You can create a lower fat version than the usual Beef and Lamb by opting for minced Chicken or Turkey. This recipe demonstrates three options as a Kofta selection depending on the protein source and fat content you prefer.
Method
For all three protein sources illustrated, simply do the following:
- In a food processor, blitz garlic, onion and fresh herbs to a fine paste
- Add minced meat and spices/paste/lemon, and blitz to combine
- Add breadcrumbs (as a binder for poultry options) and egg, and blitz to mix well
- Leave the meat to marinade for minimum 20min, and if possible, up to overnight.

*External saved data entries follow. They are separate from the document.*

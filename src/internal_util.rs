pub fn square_distance(p1: &(f64, f64), p2: &(f64, f64)) -> f64 {
    (p1.0 - p2.0).powi(2) + (p1.1 - p2.1).powi(2)
}

pub fn distance(p1: &(f64, f64), p2: &(f64, f64)) -> f64 {
    square_distance(p1, p2).sqrt()
}

/// `n` evenly spaced values from `start` to `end`, both included.
pub fn linspace(start: f64, end: f64, n: usize) -> Vec<f64> {
    match n {
        0 => vec![],
        1 => vec![start],
        _ => {
            let step = (end - start) / (n - 1) as f64;
            (0..n)
                .map(|i| if i == n - 1 { end } else { start + step * i as f64 })
                .collect()
        }
    }
}

/// Corner coordinates ((min_x, min_y), (max_x, max_y)) of the given sites.
pub fn corners_of<'a>(sites: impl Iterator<Item = &'a (f64, f64)>) -> ((f64, f64), (f64, f64)) {
    sites.fold(
        ((f64::MAX, f64::MAX), (f64::MIN, f64::MIN)),
        |((min_x, min_y), (max_x, max_y)), (x, y)| {
            ((min_x.min(*x), min_y.min(*y)), (max_x.max(*x), max_y.max(*y)))
        },
    )
}

/// Whether every site lies on one straight line (or there are fewer than three).
pub fn all_collinear(sites: &[(f64, f64)]) -> bool {
    let Some(first) = sites.first() else {
        return true;
    };
    let Some(second) = sites.iter().find(|site| square_distance(first, site) > 0.0) else {
        return true;
    };
    let scale = square_distance(first, second);
    sites.iter().all(|site| {
        let cross =
            (second.0 - first.0) * (site.1 - first.1) - (second.1 - first.1) * (site.0 - first.0);
        cross.abs() <= 1e-12 * scale.max(square_distance(first, site)).max(1.0)
    })
}

#[cfg(test)]
mod tests {
    use super::*;

    #[test]
    fn test_linspace() {
        assert_eq!(linspace(0.0, 1.0, 0), Vec::<f64>::new());
        assert_eq!(linspace(3.0, 9.0, 1), vec![3.0]);
        assert_eq!(linspace(0.0, 4.0, 5), vec![0.0, 1.0, 2.0, 3.0, 4.0]);

        let axis = linspace(-10.0, 20.0, 100);
        assert_eq!(axis.len(), 100);
        assert_eq!(axis[0], -10.0);
        assert_eq!(axis[99], 20.0);
        assert!(axis.windows(2).all(|w| w[0] < w[1]));
    }

    #[test]
    fn test_corners_of() {
        let sites = [(0.0, 0.0), (10.0, -2.0), (5.0, 8.0)];
        assert_eq!(corners_of(sites.iter()), ((0.0, -2.0), (10.0, 8.0)));
    }

    #[test]
    fn test_all_collinear() {
        assert!(all_collinear(&[]));
        assert!(all_collinear(&[(1.0, 1.0), (1.0, 1.0)]));
        assert!(all_collinear(&[(0.0, 0.0), (1.0, 1.0), (2.0, 2.0)]));
        assert!(!all_collinear(&[(0.0, 0.0), (10.0, 0.0), (5.0, 8.0)]));
    }
}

- If using skewers, soak them before threading the meet to prevent them from burning over the flame
- You don’t actually need to faff around with skewers though – I cook these directly on the grill for ease
Ingredients
500g of minced meat makes about 8 Kofta’s
Chicken Kofta
- 500g chicken mince (I use 5% fat to keep calories low – increasing fat content makes a juicier kofta though)
- 4 cloves garlic
- 1 onion chopped
- 2 tablespoons fresh parsley chopped
- 2 tablespoons fresh mint chopped
- 1 tablespoon fresh thyme leaves
- 1 tablespoon fresh oregano chopped (use dried if you can’t find fresh)
- 1 Lemon, juice and zest
- 2 tablespoons smoky paprika
- 1 teaspoon ground nutmeg
- 1 tablespoon ground coriander
- 1 tablespoon All Spice
- 1 teaspoon ground cumin
- salt & pepper to taste
- 1/2 cup breadcrumbs
- 1 egg
Turkey Kofta
- 500g Turkey mince (I use 7% fat, but feel free to increase this)
- 4 cloves garlic
- 1 onion chopped
- 1 tablespoons fresh parsley chopped
- 2 tablespoons fresh mint chopped
- 1 tablespoon fresh thyme leaves
- 1 tablespoon fresh oregano chopped (use dried if you can’t find fresh)
- 2 heaped teaspoons Rose Harissa paste
- 1 tablespoon ground cumin
- 1 tablespoon All Spice
- 1 teaspoon Ras el Hanout
- salt & pepper to taste
- 1/2 cup breadcrumbs
- 1 egg
Beef Kofta
- 500g 5% lean steak mince
- 4 cloves garlic
- 1 onion, chopped
- 2 tablespoons fresh parsley chopped
- 2 tablespoons fresh mint chopped
- 1 tablespoon fresh oregano chopped (use dried if you can’t find fresh)
- 2 tablespoons Ras el Hanout spice mix
- 1 tablespoon All Spice
- 1 teaspoon ground cumin
- 1 teaspoon ground cloves
- Salt & pepper to season
- 1 egg
Serve Kofta’s in a flour or corn tortilla wrap with salad of choice and a cooling raita-style dip
Easy cooling raita-style dip to accompany koftas
Mix 6 tablespoons of Greek yoghurt with 2 teaspoons of mint sauce and 1 teaspoon ground cumin.